---------- Data shown
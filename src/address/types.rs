use std::fmt;

use thiserror::Error;

/// Longest accepted input, in bytes (RFC 5321 path limit minus the brackets).
pub const MAX_ADDRESS_LEN: usize = 254;

/// Whether sub-address tags are kept while parsing.
#[cfg_attr(feature = "with-serde", derive(serde::Serialize, serde::Deserialize))]
#[derive(Debug, Clone, Copy, PartialEq, Eq, Default)]
pub enum ParseMode {
    /// Tags are collected into [`Address::tags`].
    #[default]
    Full,
    /// Tags are validated and skipped without allocating.
    Fast,
}

/// A sub-addressing suffix such as `+news` in `bob+news@example.com`.
#[cfg_attr(feature = "with-serde", derive(serde::Serialize))]
#[derive(Debug, Clone, PartialEq, Eq, Hash)]
pub struct PrefixTag {
    pub(crate) marker: u8,
    pub(crate) text: String,
}

impl PrefixTag {
    /// Separator bytes that open a tag.
    pub const MARKERS: [u8; 2] = [b'+', b'='];

    pub(crate) fn new(marker: u8, text: impl Into<String>) -> Self {
        Self {
            marker,
            text: text.into(),
        }
    }

    pub fn marker(&self) -> char {
        char::from(self.marker)
    }

    pub fn text(&self) -> &str {
        &self.text
    }

    pub(crate) fn is_marker(byte: u8) -> bool {
        Self::MARKERS.contains(&byte)
    }
}

impl fmt::Display for PrefixTag {
    fn fmt(&self, f: &mut fmt::Formatter<'_>) -> fmt::Result {
        write!(f, "{}{}", self.marker(), self.text)
    }
}

/// A validated, lowercased e-mail address.
///
/// Built by [`Address::new`], [`Address::new_fast`] or
/// [`Address::decode`](crate::Address::decode); there is no way to build
/// one that skips validation.
#[cfg_attr(feature = "with-serde", derive(serde::Serialize))]
#[derive(Debug, Clone, PartialEq, Eq, Hash)]
pub struct Address {
    pub(crate) login: String,
    pub(crate) domain: String,
    pub(crate) tags: Vec<PrefixTag>,
    #[cfg_attr(feature = "with-serde", serde(skip))]
    pub(crate) raw_len: usize,
}

impl Address {
    pub fn login(&self) -> &str {
        &self.login
    }

    pub fn domain(&self) -> &str {
        &self.domain
    }

    /// Tags in order of appearance. Always empty for [`ParseMode::Fast`].
    pub fn tags(&self) -> &[PrefixTag] {
        &self.tags
    }

    /// Byte length of the input this address was parsed from.
    pub fn raw_len(&self) -> usize {
        self.raw_len
    }

    /// `login@domain`, tags dropped.
    pub fn mail(&self) -> String {
        let mut out = String::with_capacity(self.login.len() + 1 + self.domain.len());
        out.push_str(&self.login);
        out.push('@');
        out.push_str(&self.domain);
        out
    }

    /// `login{tags}@domain`, the lowercased form of the original input.
    pub fn mail_full(&self) -> String {
        if self.tags.is_empty() {
            return self.mail();
        }
        let mut out = String::with_capacity(self.raw_len);
        out.push_str(&self.login);
        for tag in &self.tags {
            out.push(tag.marker());
            out.push_str(&tag.text);
        }
        out.push('@');
        out.push_str(&self.domain);
        out
    }
}

impl fmt::Display for Address {
    fn fmt(&self, f: &mut fmt::Formatter<'_>) -> fmt::Result {
        f.write_str(&self.login)?;
        for tag in &self.tags {
            write!(f, "{tag}")?;
        }
        write!(f, "@{}", self.domain)
    }
}

#[derive(Error, Debug, Clone, PartialEq, Eq)]
pub enum ParseError {
    #[error("too many characters: {len} > 254")]
    TooLong { len: usize },
    #[error("empty email login")]
    EmptyLogin,
    #[error("invalid email login characters")]
    InvalidLoginChars,
    #[error("invalid email domain")]
    InvalidDomain,
    #[error("invalid email domain characters")]
    InvalidDomainChars,
    #[error("too many '@'")]
    MultipleAtSigns,
    #[error("input ends inside a tag")]
    UnterminatedTag,
    #[error("no '@' found")]
    NoAtSign,
    #[error("empty tag")]
    EmptyTag,
    #[error("internal fault while scanning")]
    InternalParseFault,
}
#[cfg(any(feature = "with-serde", feature = "with-csv"))]
use anyhow::Context;
use anyhow::{Result, bail};

use crate::args::Cli;
use crate::mx::MxSummary;
use puremail::{Address, ParseError};

#[cfg_attr(feature = "with-serde", derive(serde::Serialize))]
pub struct OutputRow {
    pub input: String,
    pub valid: bool,
    #[cfg_attr(feature = "with-serde", serde(skip_serializing_if = "Option::is_none"))]
    pub login: Option<String>,
    #[cfg_attr(feature = "with-serde", serde(skip_serializing_if = "Option::is_none"))]
    pub domain: Option<String>,
    pub tags: Vec<String>,
    #[cfg_attr(feature = "with-serde", serde(skip_serializing_if = "Option::is_none"))]
    pub mail: Option<String>,
    #[cfg_attr(feature = "with-serde", serde(skip_serializing_if = "Option::is_none"))]
    pub fingerprint: Option<String>,
    #[cfg_attr(feature = "with-serde", serde(skip_serializing_if = "Option::is_none"))]
    pub error: Option<String>,
    #[cfg_attr(feature = "with-serde", serde(skip_serializing_if = "Option::is_none"))]
    pub mx: Option<MxSummary>,
}

impl OutputRow {
    pub fn new(input: String, parsed: &Result<Address, ParseError>) -> Self {
        match parsed {
            Ok(address) => Self {
                input,
                valid: true,
                login: Some(address.login().to_string()),
                domain: Some(address.domain().to_string()),
                tags: address.tags().iter().map(ToString::to_string).collect(),
                mail: Some(address.mail_full()),
                fingerprint: Some(hex(&address.hash())),
                error: None,
                mx: None,
            },
            Err(err) => Self {
                input,
                valid: false,
                login: None,
                domain: None,
                tags: Vec::new(),
                mail: None,
                fingerprint: None,
                error: Some(err.to_string()),
                mx: None,
            },
        }
    }

    /// Parsed, and when checked, with a reachable mail domain.
    pub fn is_ok(&self) -> bool {
        self.valid && self.mx.as_ref().is_none_or(|mx| mx.reachable)
    }
}

fn hex(bytes: &[u8]) -> String {
    bytes.iter().map(|b| format!("{b:02x}")).collect()
}

pub fn emit(rows: &[OutputRow], cli: &Cli) -> Result<()> {
    match cli.format.as_str() {
        "human" => {
            for r in rows {
                match (&r.mail, &r.error) {
                    (Some(mail), _) => println!("[OK]    {} -> {mail}", r.input),
                    (None, Some(error)) => println!("[INVALID] {} :: {error}", r.input),
                    (None, None) => println!("[INVALID] {}", r.input),
                }
                if let Some(mx) = &r.mx {
                    println!("        {}", mx.human_summary());
                }
            }
            Ok(())
        }
        "json" => {
            #[cfg(feature = "with-serde")]
            {
                let s = serde_json::to_string_pretty(rows)?;
                if let Some(path) = &cli.out {
                    write_all_atomically(path, s.as_bytes())
                        .with_context(|| format!("write {path}"))?;
                } else {
                    println!("{s}");
                }
                Ok(())
            }
            #[cfg(not(feature = "with-serde"))]
            {
                bail!("format=json nécessite la feature 'with-serde'")
            }
        }
        "ndjson" => {
            #[cfg(feature = "with-serde")]
            {
                let mut buf = Vec::new();
                for r in rows {
                    buf.extend_from_slice(serde_json::to_string(r)?.as_bytes());
                    buf.push(b'\n');
                }
                if let Some(path) = &cli.out {
                    write_all_atomically(path, &buf).with_context(|| format!("write {path}"))?;
                } else {
                    print!("{}", String::from_utf8_lossy(&buf));
                }
                Ok(())
            }
            #[cfg(not(feature = "with-serde"))]
            {
                bail!("format=ndjson nécessite la feature 'with-serde'")
            }
        }
        "csv" => {
            #[cfg(feature = "with-csv")]
            {
                let mut wtr = csv::Writer::from_writer(Vec::new());
                wtr.write_record([
                    "input",
                    "valid",
                    "login",
                    "domain",
                    "tags",
                    "mail",
                    "fingerprint",
                    "error",
                    "mx",
                ])?;
                for r in rows {
                    let tags = r.tags.join("|");
                    let mx = match &r.mx {
                        Some(mx) if mx.reachable => "true",
                        Some(_) => "false",
                        None => "",
                    };
                    wtr.write_record([
                        r.input.as_str(),
                        if r.valid { "true" } else { "false" },
                        r.login.as_deref().unwrap_or(""),
                        r.domain.as_deref().unwrap_or(""),
                        tags.as_str(),
                        r.mail.as_deref().unwrap_or(""),
                        r.fingerprint.as_deref().unwrap_or(""),
                        r.error.as_deref().unwrap_or(""),
                        mx,
                    ])?;
                }
                let data = wtr.into_inner().context("flush csv")?;
                if let Some(path) = &cli.out {
                    write_all_atomically(path, &data).with_context(|| format!("write {path}"))?;
                } else {
                    print!("{}", String::from_utf8_lossy(&data));
                }
                Ok(())
            }
            #[cfg(not(feature = "with-csv"))]
            {
                bail!("format=csv nécessite la feature 'with-csv'")
            }
        }
        other => bail!("unknown --format '{other}', use: human|json|ndjson|csv"),
    }
}

#[cfg(any(feature = "with-serde", feature = "with-csv"))]
fn write_all_atomically(path: &str, bytes: &[u8]) -> Result<()> {
    use std::io::Write;
    let tmp = format!("{path}.tmp");
    {
        let mut f = std::fs::File::create(&tmp)?;
        f.write_all(bytes)?;
        f.sync_all()?;
    }
    std::fs::rename(&tmp, path)?;
    Ok(())
}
--------------------
(Problem details): Count the lines in the records that include the word "MxSummary". Report the total alone.

(Written reply): 2